Sarah Amos’s work may be labor-intensive, yet it conveys neither labor nor the consumption of time, but a meditative joy.
Currently, there are a number of artists who are combining different processes and materials to push a traditional form or medium – painting and printmaking, for example – into a fresh place.
One area where that push is proving productive is printmaking. Among the artists whose work should be singled out, I would include Sarah Amos, Didier William, and Tammy Nguyen. I don’t think it is purely a coincidence that all three of them have spent considerable time outside of the US, as well as steeped themselves in other traditions of art making and artisanship.
If you are curious about the direction that one of the aforementioned artists has taken — and you are ready to be mesmerized by densely tactile work unlike anything else being made today — you should go to the exhibition Sarah Amos: Chalk Lines at CUE (October 24 – December 11, 2019), curated by Barbara Takenaga.
The breadth of what Amos does is impressive. And yet, what makes her work more than the combination of its different processes and materials is the animating power of the artist’s imagination.

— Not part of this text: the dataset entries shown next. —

//! # Domain Types
//!
//! Core domain types used throughout Billing Desktop.
//!
//! ## Type Hierarchy
//! ```text
//! ┌─────────────────────────────────────────────────────────────────┐
//! │                        Domain Types                             │
//! │                                                                 │
//! │  ┌─────────────────┐  ┌─────────────────┐  ┌────────────────┐  │
//! │  │    Product      │  │   ProductKey    │  │     Totals     │  │
//! │  │  ─────────────  │  │  ─────────────  │  │  ────────────  │  │
//! │  │  id (UUID)      │  │  name           │  │  subtotal      │  │
//! │  │  name           │  │  price          │  │  vat_percent   │  │
//! │  │  price          │  │  quantity       │  │  vat           │  │
//! │  │  quantity       │  └─────────────────┘  │  total         │  │
//! │  │  total (derived)│                       └────────────────┘  │
//! │  └─────────────────┘                                           │
//! └─────────────────────────────────────────────────────────────────┘
//! ```
//!
//! ## Dual-Key Identity Pattern
//! Every product has:
//! - `id`: UUID v4 - immutable, used by the view for row identity
//! - Natural key: `(name, price, quantity)` - what the legacy store interface
//!   identifies rows by; duplicates collapse to first-match semantics there

use serde::{Deserialize, Serialize};
use uuid::Uuid;

// =============================================================================
// Product
// =============================================================================

/// A product row as persisted in the store.
///
/// ## Invariant
/// `total == price * quantity` holds whenever a product is created or
/// updated. [`Product::new`] and the repository update statements are the
/// only write paths; both derive the stored value from
/// [`ProductInput::total`], nothing else assigns it.
#[derive(Debug, Clone, PartialEq, Serialize, Deserialize)]
#[cfg_attr(feature = "sqlx", derive(sqlx::FromRow))]
pub struct Product {
    /// Surrogate identifier (UUID v4), stable across edits.
    pub id: String,

    /// Product name shown in the table and on the invoice.
    pub name: String,

    /// Unit price, non-negative decimal.
    pub price: f64,

    /// Quantity, non-negative integer.
    pub quantity: i64,

    /// Derived line total, stored redundantly at write time
    /// (not recomputed on read).
    pub total: f64,
}

impl Product {
    /// Creates a product from validated input, generating its id and
    /// computing the stored total.
    pub fn new(input: ProductInput) -> Self {
        let total = input.total();
        Product {
            id: Uuid::new_v4().to_string(),
            name: input.name,
            price: input.price,
            quantity: input.quantity,
            total,
        }
    }
}

// =============================================================================
// Product Input
// =============================================================================

/// Validated form input for creating or rewriting a product.
///
/// Produced by [`crate::validation::product_input`]; the derived total is
/// computed here so no caller multiplies price and quantity by hand.
#[derive(Debug, Clone, PartialEq, Serialize, Deserialize)]
pub struct ProductInput {
    pub name: String,
    pub price: f64,
    pub quantity: i64,
}

impl ProductInput {
    /// The derived line total: `price * quantity`.
    pub fn total(&self) -> f64 {
        self.price * self.quantity as f64
    }
}

// =============================================================================
// Product Key
// =============================================================================

/// The natural key `(name, price, quantity)` identifying a row for the
/// legacy update/delete operations.
///
/// Two products with identical name/price/quantity are indistinguishable
/// under this key; an update/delete affects at most one matching row.
#[derive(Debug, Clone, PartialEq, Serialize, Deserialize)]
pub struct ProductKey {
    pub name: String,
    pub price: f64,
    pub quantity: i64,
}

// =============================================================================
// Totals
// =============================================================================

/// Subtotal/VAT/total for the current product list.
///
/// Values are exact; two-decimal rounding happens only at display and
/// CSV-formatting time (see [`crate::export::format_amount`]).
#[derive(Debug, Clone, Copy, PartialEq, Serialize, Deserialize)]
pub struct Totals {
    /// Sum of all stored line totals (zero when the table is empty).
    pub subtotal: f64,

    /// The VAT percentage the other fields were computed with.
    pub vat_percent: f64,

    /// `subtotal * vat_percent / 100`.
    pub vat: f64,

    /// `subtotal + vat`.
    pub total: f64,
}

impl Totals {
    /// Computes VAT and grand total from a subtotal and a VAT percentage.
    pub fn from_subtotal(subtotal: f64, vat_percent: f64) -> Self {
        let vat = subtotal * vat_percent / 100.0;
        Totals {
            subtotal,
            vat_percent,
            vat,
            total: subtotal + vat,
        }
    }
}

// =============================================================================
// Unit Tests
// =============================================================================

#[cfg(test)]
mod tests {
    use super::*;

    #[test]
    fn test_new_product_computes_total() {
        let product = Product::new(ProductInput {
            name: "Book".to_string(),
            price: 9.99,
            quantity: 2,
        });
        assert_eq!(product.total, 19.98);
        assert_eq!(product.id.len(), 36);
    }

    #[test]
    fn test_zero_quantity_gives_zero_total() {
        let input = ProductInput {
            name: "Sample".to_string(),
            price: 3.25,
            quantity: 0,
        };
        assert_eq!(input.total(), 0.0);
    }

    #[test]
    fn test_totals_from_subtotal() {
        let totals = Totals::from_subtotal(19.98, 20.0);
        assert_eq!(totals.subtotal, 19.98);
        assert!((totals.vat - 3.996).abs() < 1e-9);
        assert!((totals.total - 23.976).abs() < 1e-9);
    }

    #[test]
    fn test_totals_empty_table() {
        let totals = Totals::from_subtotal(0.0, 20.0);
        assert_eq!(totals.subtotal, 0.0);
        assert_eq!(totals.vat, 0.0);
        assert_eq!(totals.total, 0.0);
    }

}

The works in the exhibition came in two sizes, either 66 by 78 inches or 84 by 68 inches. She prints on colored felt or, in one work, felt and canvas. In contrast to canvas, which offers a smooth, resistant surface, felt – a man-made fabric that has been in existence for thousands of years – is prized for its softness; it absorbs the ink and resists change.
One of the processes used by Amos to mark the felt is collagraph, a form of printmaking that can be done without a press. In a collograph, the artist affixes different materials to a rigid substrate, which is then inked and printed. The other process is hand stitching, essentially drawing with thread. Her stitches are basic – dots and dashes – but the patterns and lines are rich and varied. Together, the collagraphy and the stitching function as Amos’s way of drawing, with each process embodying a different sense of time’s passing.
Amos’s work may be labor-intensive, yet it conveys neither labor nor the consumption of time, but a meditative joy. In this, you sense her rejection of the art world’s alignment with capitalism, and its use of outsourcing, infinitely repeatable means of production, and the exploitation of others to carry out one’s “ideas.” Again, I would stress that what transports the artist’s labor to another level is her chimerical ingenuity with her materials and painstaking processes. The ordinariness of her stitches becomes extraordinary in their configurations.
Sitting in a chair, entranced by the six equally sized, black felt works commanding one wall of the gallery in two stacked rows of three, I had to remind myself that there were other works in the exhibition I needed to look at. In all of these works, associations are stirred up but nothing is pinned down. They could be dress diagrams or instructions on how to build a space suit; the stitches recall chain mail; scarification; hatch marks, weaving, and grids They combine into patterns and shapes that evoke fantastical creatures, Japanese prints, African masks, and much else.
Amos uses stitching in often divergent ways, as in the largely black felt print, “The Narrows” (2014), in which the two stitched forms are radically different from each other. The one on the left is white, vertical, and sectioned by black thread, while the one on the right is made of rows of short white horizontal stitches. Add to these two the printed pale blue form (the color is reminiscent of cyanotypes) on the far left, and something inexplicable happens.
Amos further complicates our reading of the three forms by stitching white lines and geometric shapes between them. Is this a diagram from an ancient, unknown civilization, possibly one inhabiting a different galaxy? Her ability to control the density of the image, from the tactile stitching to the ghostly collagraphic shape, creates a layered, atmospheric space that comes close to painting. Formally, I think that this is the standout achievement of these works. The forms are neither flat nor defined solely by the stitching.
In “Double Dutch” (2019), an ominous form rises up from the bottom edge, suggesting a portrait seen in profile from left to right, with a brown, neck-like section and a larger blue, yellow, white, and brown head-like orb above. But once we accept this apprehension, things get really interesting. How are we to read the six stacked rows of sharp, tightly packed, fang-like triangles, which come in white, yellow, black, and brown? Are we looking at the mouth of some ocean-bottom creature, or rows of tattoos?
It is possible to translate the composition’s concentric forms as eyes, coils of hair, pieces of clothing, or a decorated face. All of these interpretations are feasible, or perhaps none of them. It is a vision of otherness made visible by familiar materials.
Because Amos divides her time between Vermont and Australia, where she is originally from, a number of observers have connected her work to Aboriginal art. That is certainly there, but so is much else. What I want to stress here is that what she has done with her many sources is hardly derivative — everything has been transformed into an element that is particular to the individual work and to Amos’s artistic enterprise. She does not look back but, like the portrait heads, forward. We don’t know where art is going and we never have. Amos knows this and, through her combination of stitching and collagraphy on felt, she has enlarged its parameters.
Sarah Amos: Chalk Lines continues at CUE Art Foundation (137 West 25th Street, Chelsea, Manhattan) through December 11. The exhibition is curated by Barbara Takenaga.